[PATCH 1/6 v14] ARM: Handle a device tree in lowmem

Linus Walleij linus.walleij at linaro.org
Mon Oct 5 09:27:12 EDT 2020


On Mon, Oct 5, 2020 at 11:14 AM Ard Biesheuvel <ardb at kernel.org> wrote:
> On Mon, 5 Oct 2020 at 09:14, Ard Biesheuvel <ardb at kernel.org> wrote:

> > Let me see if I can code up a PoC
>
> I pushed a branch to
>
> https://git.kernel.org/pub/scm/linux/kernel/git/ardb/linux.git/log/?h=arm-dt-mapping
>
> that moves the DT mapping to a read-only region at the top of the
> kernel VA space: there happened to be a 4 MB hole there (between
> VMALLOC_END and FIXADDR_START) that we can use, even if the purpose of
> that hole was as a guard region, as a read-only mapping still catches
> stray writes.

I will test it when I'm back at the hardware.
I tried to do this thing as well but couldn't figure out a good
place to map it, putting it between VMALLOC_END
and FIXADDR_START seems like a good idea!

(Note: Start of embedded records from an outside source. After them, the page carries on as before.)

//! Configuration types for the Stingray API client.
//!
//! This module provides the connection settings used to construct a
//! [`StingrayClient`](crate::clients::StingrayClient).
//!
//! # Overview
//!
//! - [`StingrayConfig`]: The configuration struct holding all client settings
//! - [`StingrayConfigBuilder`]: A builder for constructing [`StingrayConfig`] instances
//! - [`ApiUrl`]: A validated root URL of the appliance API
//! - [`Username`]: A validated API username
//! - [`Password`]: A validated API password with masked debug output
//!
//! # Example
//!
//! ```rust
//! use stingray_api::{StingrayConfig, ApiUrl, Username, Password};
//!
//! let config = StingrayConfig::builder()
//!     .base_url(ApiUrl::new("https://lb.example.com:9070").unwrap())
//!     .username(Username::new("admin").unwrap())
//!     .password(Password::new("secret").unwrap())
//!     .build()
//!     .unwrap();
//! ```

mod newtypes;

pub use newtypes::{ApiUrl, Password, Username};

use crate::error::ConfigError;

/// Connection settings for a Stingray appliance.
///
/// `StingrayConfig` is `Clone`, `Send`, and `Sync`.
#[derive(Clone, Debug)]
pub struct StingrayConfig {
    base_url: ApiUrl,
    username: Username,
    password: Password,
    user_agent_prefix: Option<String>,
}

impl StingrayConfig {
    /// Creates a new builder for constructing a `StingrayConfig`.
    #[must_use]
    pub fn builder() -> StingrayConfigBuilder {
        StingrayConfigBuilder::new()
    }

    /// Returns the root URL of the appliance API.
    #[must_use]
    pub const fn base_url(&self) -> &ApiUrl {
        &self.base_url
    }

    /// Returns the API username.
    #[must_use]
    pub const fn username(&self) -> &Username {
        &self.username
    }

    /// Returns the API password.
    #[must_use]
    pub const fn password(&self) -> &Password {
        &self.password
    }

    /// Returns the user agent prefix, if configured.
    #[must_use]
    pub fn user_agent_prefix(&self) -> Option<&str> {
        self.user_agent_prefix.as_deref()
    }
}

// Verify StingrayConfig is Send + Sync at compile time
const _: fn() = || {
    const fn assert_send_sync<T: Send + Sync>() {}
    assert_send_sync::<StingrayConfig>();
};

/// Builder for constructing [`StingrayConfig`] instances.
///
/// Required fields are `base_url`, `username` and `password`.
#[derive(Debug, Default)]
pub struct StingrayConfigBuilder {
    base_url: Option<ApiUrl>,
    username: Option<Username>,
    password: Option<Password>,
    user_agent_prefix: Option<String>,
}

impl StingrayConfigBuilder {
    /// Creates a new builder with default values.
    #[must_use]
    pub fn new() -> Self {
        Self::default()
    }

    /// Sets the root URL of the appliance API (required).
    #[must_use]
    pub fn base_url(mut self, url: ApiUrl) -> Self {
        self.base_url = Some(url);
        self
    }

    /// Sets the API username (required).
    #[must_use]
    pub fn username(mut self, username: Username) -> Self {
        self.username = Some(username);
        self
    }

    /// Sets the API password (required).
    #[must_use]
    pub fn password(mut self, password: Password) -> Self {
        self.password = Some(password);
        self
    }

    /// Sets the user agent prefix for HTTP requests.
    #[must_use]
    pub fn user_agent_prefix(mut self, prefix: impl Into<String>) -> Self {
        self.user_agent_prefix = Some(prefix.into());
        self
    }

    /// Builds the [`StingrayConfig`], validating that required fields are set.
    ///
    /// # Errors
    ///
    /// Returns [`ConfigError::MissingRequiredField`] if `base_url`,
    /// `username` or `password` are not set.
    pub fn build(self) -> Result<StingrayConfig, ConfigError> {
        let base_url = self
            .base_url
            .ok_or(ConfigError::MissingRequiredField { field: "base_url" })?;
        let username = self
            .username
            .ok_or(ConfigError::MissingRequiredField { field: "username" })?;
        let password = self
            .password
            .ok_or(ConfigError::MissingRequiredField { field: "password" })?;

        Ok(StingrayConfig {
            base_url,
            username,
            password,
            user_agent_prefix: self.user_agent_prefix,
        })
    }
}
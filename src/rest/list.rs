//! Decoding of collection listings.
//!
//! `GET {base}/{endpoint}` answers with
//! `{"children": [{"name": "...", "href": "..."}, ...]}`.

use serde::Deserialize;

use crate::rest::json;

#[derive(Debug, Default, Deserialize)]
pub(crate) struct ResourceList {
    #[serde(default)]
    children: Vec<ResourceListEntry>,
}

#[derive(Debug, Deserialize)]
struct ResourceListEntry {
    name: String,
}

impl ResourceList {
    pub(crate) fn decode(data: &[u8]) -> Result<Self, serde_json::Error> {
        json::from_slice(data)
    }

    /// Names in the order the appliance returned them.
    pub(crate) fn names(self) -> Vec<String> {
        self.children.into_iter().map(|child| child.name).collect()
    }
}

#[cfg(test)]
mod tests {
    use super::*;

    #[test]
    fn test_names_keep_service_order() {
        let body = br#"{"children": [
            {"name": "a", "href": "/api/tm/3.5/config/active/pools/a"},
            {"name": "c", "href": "/api/tm/3.5/config/active/pools/c"},
            {"name": "b", "href": "/api/tm/3.5/config/active/pools/b"}
        ]}"#;

        let names = ResourceList::decode(body).unwrap().names();
        assert_eq!(names, vec!["a", "c", "b"]);
    }

    #[test]
    fn test_duplicates_are_kept() {
        let body = br#"{"children": [{"name": "a"}, {"name": "a"}]}"#;
        assert_eq!(ResourceList::decode(body).unwrap().names(), vec!["a", "a"]);
    }

    #[test]
    fn test_missing_children_is_empty() {
        assert!(ResourceList::decode(b"{}").unwrap().names().is_empty());
    }

    #[test]
    fn test_malformed_listing_is_an_error() {
        assert!(ResourceList::decode(b"[\"a\"]").is_err());
        assert!(ResourceList::decode(b"").is_err());
    }
}
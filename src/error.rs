//! Error types for the Stingray API client.
//!
//! This module contains the configuration error type. Errors raised while
//! talking to the appliance live in [`crate::clients`].
//!
//! # Example
//!
//! ```rust
//! use stingray_api::{ConfigError, Username};
//!
//! let result = Username::new("");
//! assert!(matches!(result, Err(ConfigError::EmptyUsername)));
//! ```

use thiserror::Error;

/// Errors that can occur while building a client configuration.
///
/// Each variant provides a clear, actionable error message.
#[derive(Debug, Error, Clone, PartialEq, Eq)]
pub enum ConfigError {
    /// Username cannot be empty.
    #[error("Username cannot be empty. Please provide the appliance API user.")]
    EmptyUsername,

    /// Password cannot be empty.
    #[error("Password cannot be empty. Please provide the appliance API password.")]
    EmptyPassword,

    /// Base URL is invalid.
    #[error("Invalid base URL '{url}': {reason}. Expected e.g. 'https://stingray.example.com:9070'.")]
    InvalidBaseUrl {
        /// The invalid URL that was provided.
        url: String,
        /// Why the URL was rejected.
        reason: String,
    },

    /// A required field is missing.
    #[error("Missing required field: '{field}'. This field must be set before building the configuration.")]
    MissingRequiredField {
        /// The name of the missing field.
        field: &'static str,
    },
}

#[cfg(test)]
mod tests {
    use super::*;

    #[test]
    fn test_empty_username_error_message() {
        let message = ConfigError::EmptyUsername.to_string();
        assert!(message.contains("Username cannot be empty"));
    }

    #[test]
    fn test_invalid_base_url_error_message() {
        let error = ConfigError::InvalidBaseUrl {
            url: "not a url".to_string(),
            reason: "relative URL without a base".to_string(),
        };
        let message = error.to_string();
        assert!(message.contains("not a url"));
        assert!(message.contains("relative URL without a base"));
    }

    #[test]
    fn test_missing_required_field_error_message() {
        let error = ConfigError::MissingRequiredField { field: "base_url" };
        let message = error.to_string();
        assert!(message.contains("base_url"));
        assert!(message.contains("must be set"));
    }

    #[test]
    fn test_error_implements_std_error() {
        let error = ConfigError::EmptyPassword;
        let _: &dyn std::error::Error = &error;
    }
}
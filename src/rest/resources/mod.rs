//! Concrete resource implementations.
//!
//! Resources are organized by API version; the version the client speaks
//! is re-exported at this level:
//!
//! ```text
//! resources/
//!   mod.rs           <- This file (re-exports v3_5)
//!   v3_5/
//!     mod.rs         <- Version-specific resources
//! ```
//!
//! # Available Resources
//!
//! | Resource      | Namespace     | Endpoint     |
//! |---------------|---------------|--------------|
//! | [`Pool`]      | configuration | `pools`      |
//! | [`PoolStats`] | statistics    | `pools`      |
//! | [`NodeStats`] | statistics    | `nodes/node` |
//!
//! ```rust,ignore
//! use stingray_api::rest::resources::{NodeStats, Pool};
//!
//! let pool = client.get_pool("web").await?;
//! for node in pool.properties.basic.nodes_table.iter().flatten() {
//!     let stats = client.get_node_stats(&node.node).await?;
//!     println!("{}: {} bytes in", node.node, stats.statistics.bytes_in);
//! }
//! ```

pub mod v3_5;

pub use v3_5::*;
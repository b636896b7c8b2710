//! JSON encoding for the Stingray wire format.
//!
//! The appliance does not decode the `\u0026`, `\u003c` and `\u003e` escape
//! sequences that conformant JSON encoders may emit for `&`, `<` and `>`.
//! Every outbound body therefore goes through [`unescape_html`] after
//! standard encoding. Inbound bodies are decoded with plain `serde_json` and
//! never rewritten.

use serde::de::DeserializeOwned;
use serde::Serialize;

const REPLACEMENTS: [(&[u8], u8); 3] = [
    (b"\\u0026", b'&'),
    (b"\\u003c", b'<'),
    (b"\\u003e", b'>'),
];

/// Encodes a value as JSON suitable for sending to the appliance.
///
/// # Errors
///
/// Returns the `serde_json` error if the value cannot be serialized.
pub fn to_vec<T: Serialize + ?Sized>(value: &T) -> Result<Vec<u8>, serde_json::Error> {
    serde_json::to_vec(value).map(|bytes| unescape_html(&bytes))
}

/// Decodes a JSON body received from the appliance.
///
/// # Errors
///
/// Returns the `serde_json` error unchanged if the body does not match `T`.
pub fn from_slice<T: DeserializeOwned>(data: &[u8]) -> Result<T, serde_json::Error> {
    serde_json::from_slice(data)
}

/// Replaces the `\u0026`, `\u003c` and `\u003e` escapes with the raw
/// characters `&`, `<` and `>`.
///
/// Escaped backslashes (`\\`) are copied through untouched, so a string
/// holding the literal text `\u0026` survives. Only meant for already-encoded
/// outbound JSON.
#[must_use]
pub fn unescape_html(data: &[u8]) -> Vec<u8> {
    let mut out = Vec::with_capacity(data.len());
    let mut i = 0;

    'outer: while i < data.len() {
        if data[i] == b'\\' {
            if data.get(i + 1) == Some(&b'\\') {
                out.extend_from_slice(b"\\\\");
                i += 2;
                continue;
            }
            for (escaped, raw) in REPLACEMENTS {
                if data[i..].starts_with(escaped) {
                    out.push(raw);
                    i += escaped.len();
                    continue 'outer;
                }
            }
        }
        out.push(data[i]);
        i += 1;
    }

    out
}
//! Validated newtype wrappers for configuration values.
//!
//! This module provides type-safe wrappers around the connection settings
//! of an appliance. Invalid values are rejected on construction with clear
//! error messages.

use crate::error::ConfigError;
use std::fmt;
use url::Url;

/// A validated root URL of the appliance REST API.
///
/// The URL must be absolute, use `http` or `https`, and name a host. It may
/// either be a bare host (`https://lb.example.com:9070`) or already point at
/// the configuration root (`https://lb.example.com:9070/api/tm/3.5/config/active/`).
///
/// # Example
///
/// ```rust
/// use stingray_api::ApiUrl;
///
/// let url = ApiUrl::new("https://lb.example.com:9070").unwrap();
/// assert_eq!(url.host_name(), Some("lb.example.com"));
/// assert!(url.is_bare_host());
/// ```
#[derive(Clone, Debug, PartialEq, Eq)]
pub struct ApiUrl(Url);

impl ApiUrl {
    /// Creates a new validated API URL.
    ///
    /// # Errors
    ///
    /// Returns [`ConfigError::InvalidBaseUrl`] if the URL cannot be parsed,
    /// uses a scheme other than `http`/`https`, or has no host.
    pub fn new(url: impl AsRef<str>) -> Result<Self, ConfigError> {
        let raw = url.as_ref().trim();
        let invalid = |reason: &str| ConfigError::InvalidBaseUrl {
            url: raw.to_string(),
            reason: reason.to_string(),
        };

        let parsed = Url::parse(raw).map_err(|e| invalid(&e.to_string()))?;

        if !matches!(parsed.scheme(), "http" | "https") {
            return Err(invalid("scheme must be http or https"));
        }
        if parsed.host_str().map_or(true, str::is_empty) {
            return Err(invalid("missing host"));
        }

        Ok(Self(parsed))
    }

    /// Returns the host name portion of the URL.
    #[must_use]
    pub fn host_name(&self) -> Option<&str> {
        self.0.host_str()
    }

    /// Returns `true` when the URL carries no path beyond the root `/`.
    #[must_use]
    pub fn is_bare_host(&self) -> bool {
        matches!(self.0.path(), "" | "/")
    }

    /// Returns the parsed URL.
    #[must_use]
    pub const fn as_url(&self) -> &Url {
        &self.0
    }
}

impl AsRef<str> for ApiUrl {
    fn as_ref(&self) -> &str {
        self.0.as_str()
    }
}

impl fmt::Display for ApiUrl {
    fn fmt(&self, f: &mut fmt::Formatter<'_>) -> fmt::Result {
        f.write_str(self.0.as_str())
    }
}

/// A validated API username.
#[derive(Clone, Debug, PartialEq, Eq)]
pub struct Username(String);

impl Username {
    /// Creates a new validated username.
    ///
    /// # Errors
    ///
    /// Returns [`ConfigError::EmptyUsername`] if the username is empty.
    pub fn new(username: impl Into<String>) -> Result<Self, ConfigError> {
        let username = username.into();
        if username.is_empty() {
            return Err(ConfigError::EmptyUsername);
        }
        Ok(Self(username))
    }
}

impl AsRef<str> for Username {
    fn as_ref(&self) -> &str {
        &self.0
    }
}

/// A validated API password.
///
/// The `Debug` implementation masks the value, displaying only
/// `Password(*****)`, so it cannot leak into logs.
///
/// # Example
///
/// ```rust
/// use stingray_api::Password;
///
/// let password = Password::new("hunter2").unwrap();
/// assert_eq!(format!("{:?}", password), "Password(*****)");
/// ```
#[derive(Clone, PartialEq, Eq)]
pub struct Password(String);

impl Password {
    /// Creates a new validated password.
    ///
    /// # Errors
    ///
    /// Returns [`ConfigError::EmptyPassword`] if the password is empty.
    pub fn new(password: impl Into<String>) -> Result<Self, ConfigError> {
        let password = password.into();
        if password.is_empty() {
            return Err(ConfigError::EmptyPassword);
        }
        Ok(Self(password))
    }
}

impl AsRef<str> for Password {
    fn as_ref(&self) -> &str {
        &self.0
    }
}

impl fmt::Debug for Password {
    fn fmt(&self, f: &mut fmt::Formatter<'_>) -> fmt::Result {
        f.write_str("Password(*****)")
    }
}
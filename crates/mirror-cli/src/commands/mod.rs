//! Command implementations for mirror-cli

pub mod status;
pub mod sync;

pub use status::run_status;
pub use sync::run_sync;
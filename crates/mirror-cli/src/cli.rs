//! CLI argument parsing using clap derive

use std::path::PathBuf;

use clap::{Parser, Subcommand};

/// Config file read when `--config` is not given
pub const DEFAULT_CONFIG: &str = "mirror.toml";

/// Content Mirror - Keep a local folder of front-matter files in sync with a content space
#[derive(Parser, Debug)]
#[command(name = "mirror")]
#[command(author, version, about, long_about = None)]
pub struct Cli {
    /// Enable verbose output
    #[arg(short, long, global = true)]
    pub verbose: bool,

    /// Config file (TOML, JSON or YAML); defaults to ./mirror.toml when present
    #[arg(short, long, global = true, env = "MIRROR_CONFIG")]
    pub config: Option<PathBuf>,

    /// Override the data directory from the config file
    #[arg(long, global = true)]
    pub data_dir: Option<String>,

    /// Override the export directory the space is replayed from
    #[arg(long, global = true)]
    pub source: Option<String>,

    /// The command to run
    #[command(subcommand)]
    pub command: Option<Commands>,
}

/// Available commands
#[derive(Subcommand, Debug, Clone, PartialEq, Eq)]
pub enum Commands {
    /// Pull changes since the last sync and update the mirrored files
    ///
    /// Examples:
    ///   mirror sync                  # Incremental sync from the stored cursor
    ///   mirror sync --dry-run        # Show what would change
    ///   mirror sync --full           # Start again from the initial delta
    Sync {
        /// Preview changes without writing files or state
        #[arg(long)]
        dry_run: bool,

        /// Ignore the stored cursor and request the initial delta
        #[arg(long)]
        full: bool,

        /// Output the sync report as JSON for scripting
        #[arg(long)]
        json: bool,
    },

    /// Show the stored cursor and what the mirror currently tracks
    Status {
        /// Output as JSON for scripting
        #[arg(long)]
        json: bool,
    },
}
//! Raw objects delivered by the remote source
//!
//! Shapes follow the content delivery sync JSON: every object carries a
//! `sys` block, and `fields` map a field id to its per-locale values.
//! Entries and assets are kept raw so the sync state can cache exactly
//! what was observed.

use serde::{Deserialize, Serialize};
use serde_json::{Map, Value};

use crate::{Error, Result};

/// `{"sys": {"id": ...}}` pointer used for content type references.
#[derive(Debug, Clone, PartialEq, Eq, Serialize, Deserialize)]
pub struct SysRef {
    pub sys: SysId,
}

#[derive(Debug, Clone, PartialEq, Eq, Serialize, Deserialize)]
pub struct SysId {
    pub id: String,
}

/// A locale of the mirrored space.
#[derive(Debug, Clone, PartialEq, Eq, Serialize, Deserialize)]
pub struct Locale {
    pub code: String,
    #[serde(default, rename = "default", alias = "isDefault")]
    pub is_default: bool,
}

/// Pick the default locale code out of a locale listing.
pub fn default_locale(locales: &[Locale]) -> Result<&str> {
    locales
        .iter()
        .find(|locale| locale.is_default)
        .map(|locale| locale.code.as_str())
        .ok_or(Error::MissingDefaultLocale)
}

#[derive(Debug, Clone, PartialEq, Serialize, Deserialize)]
#[serde(rename_all = "camelCase")]
pub struct EntrySys {
    pub id: String,
    pub content_type: SysRef,
    /// Remaining sys attributes (type, revision, timestamps) kept verbatim
    #[serde(flatten)]
    pub extra: Map<String, Value>,
}

/// A content entry with per-locale field values.
#[derive(Debug, Clone, PartialEq, Serialize, Deserialize)]
pub struct Entry {
    pub sys: EntrySys,
    #[serde(default)]
    pub fields: Map<String, Value>,
}

impl Entry {
    pub fn id(&self) -> &str {
        &self.sys.id
    }

    pub fn content_type_id(&self) -> &str {
        &self.sys.content_type.sys.id
    }

    /// Value of `field` in `locale`, if the entry has one.
    pub fn localized(&self, field: &str, locale: &str) -> Option<&Value> {
        self.fields.get(field)?.get(locale)
    }
}

#[derive(Debug, Clone, PartialEq, Serialize, Deserialize)]
pub struct AssetSys {
    pub id: String,
    #[serde(flatten)]
    pub extra: Map<String, Value>,
}

/// A binary asset. Only its metadata is mirrored, inline into referencing entries.
#[derive(Debug, Clone, PartialEq, Serialize, Deserialize)]
pub struct Asset {
    pub sys: AssetSys,
    #[serde(default)]
    pub fields: Map<String, Value>,
}

impl Asset {
    pub fn id(&self) -> &str {
        &self.sys.id
    }

    pub fn title(&self, locale: &str) -> Value {
        self.fields
            .get("title")
            .and_then(|title| title.get(locale))
            .cloned()
            .unwrap_or(Value::Null)
    }

    pub fn url(&self, locale: &str) -> Value {
        self.fields
            .get("file")
            .and_then(|file| file.get(locale))
            .and_then(|file| file.get("url"))
            .cloned()
            .unwrap_or(Value::Null)
    }
}

/// Everything that changed since a cursor, plus the cursor to resume from.
#[derive(Debug, Clone, Default, PartialEq, Serialize, Deserialize)]
#[serde(rename_all = "camelCase")]
pub struct Delta {
    pub next_cursor: String,
    #[serde(default)]
    pub entries: Vec<Entry>,
    #[serde(default)]
    pub assets: Vec<Asset>,
    #[serde(default)]
    pub deleted_entries: Vec<String>,
    #[serde(default)]
    pub deleted_assets: Vec<String>,
}

/// What a link points at.
#[derive(Debug, Clone, Copy, PartialEq, Eq, Hash)]
pub enum LinkType {
    Entry,
    Asset,
}

impl std::fmt::Display for LinkType {
    fn fmt(&self, f: &mut std::fmt::Formatter<'_>) -> std::fmt::Result {
        match self {
            Self::Entry => write!(f, "Entry"),
            Self::Asset => write!(f, "Asset"),
        }
    }
}

/// A field value that refers to another object.
///
/// The remote source may deliver a link either as a bare pointer
/// (`{"sys": {"type": "Link", "linkType": "Entry", "id": "c1"}}`) or
/// with the target already embedded in place.
#[derive(Debug, Clone, PartialEq)]
pub enum Reference {
    Pointer { link_type: LinkType, id: String },
    Entry(Box<Entry>),
    Asset(Box<Asset>),
}

impl Reference {
    /// Interpret a raw field value as a reference; `field` is used for error context.
    pub fn from_value(field: &str, value: &Value) -> Result<Self> {
        let sys = value
            .get("sys")
            .and_then(Value::as_object)
            .ok_or_else(|| Error::malformed_link(field, "missing sys block"))?;
        let kind = sys
            .get("type")
            .and_then(Value::as_str)
            .ok_or_else(|| Error::malformed_link(field, "missing sys.type"))?;

        match kind {
            "Link" => {
                let link_type = match sys.get("linkType").and_then(Value::as_str) {
                    Some("Entry") => LinkType::Entry,
                    Some("Asset") => LinkType::Asset,
                    other => {
                        return Err(Error::malformed_link(
                            field,
                            format!("unsupported linkType {other:?}"),
                        ));
                    }
                };
                let id = sys
                    .get("id")
                    .and_then(Value::as_str)
                    .ok_or_else(|| Error::malformed_link(field, "link without sys.id"))?;
                Ok(Self::Pointer {
                    link_type,
                    id: id.to_string(),
                })
            }
            "Entry" => serde_json::from_value(value.clone())
                .map(|entry| Self::Entry(Box::new(entry)))
                .map_err(|e| Error::malformed_link(field, e.to_string())),
            "Asset" => serde_json::from_value(value.clone())
                .map(|asset| Self::Asset(Box::new(asset)))
                .map_err(|e| Error::malformed_link(field, e.to_string())),
            other => Err(Error::malformed_link(
                field,
                format!("unexpected sys.type {other:?}"),
            )),
        }
    }

    pub fn id(&self) -> &str {
        match self {
            Self::Pointer { id, .. } => id,
            Self::Entry(entry) => entry.id(),
            Self::Asset(asset) => asset.id(),
        }
    }

    pub fn link_type(&self) -> LinkType {
        match self {
            Self::Pointer { link_type, .. } => *link_type,
            Self::Entry(_) => LinkType::Entry,
            Self::Asset(_) => LinkType::Asset,
        }
    }
}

But this is going to be a problem:

+ map.type = MT_ROM;

Because the current code calls unflatten_device_tree() which
will unflatten the device tree right where it is.
So then the memory needs to be RW.

This is why in my patch I change that to
unflatten_and_copy_device_tree() so I can treat
it as a ROM, unflatten and copy that and then
ditch the memory where the device tree is so the
kernel does not need to work around that.

(unflatten_and_copy_device_tree()
will not delete the memblock around the device
tree, so that would need to be fixed in my patch.)

With your patch, if we call
unflatten_and_copy_device_tree() we can use
MT_ROM but then we would want to get rid of the
remapped memory and memblock
for the device tree after copying and unflattening
it, but since there is no delete_mapping()
counterpart to create_mapping() I guess that
is going to be hard?

> What I don't get is why the DT *contents* get clobbered -
> arm_memblock_init() memblock_reserve's the DT contents, and wiping
> reserved memblocks is something we really shouldn't be doing.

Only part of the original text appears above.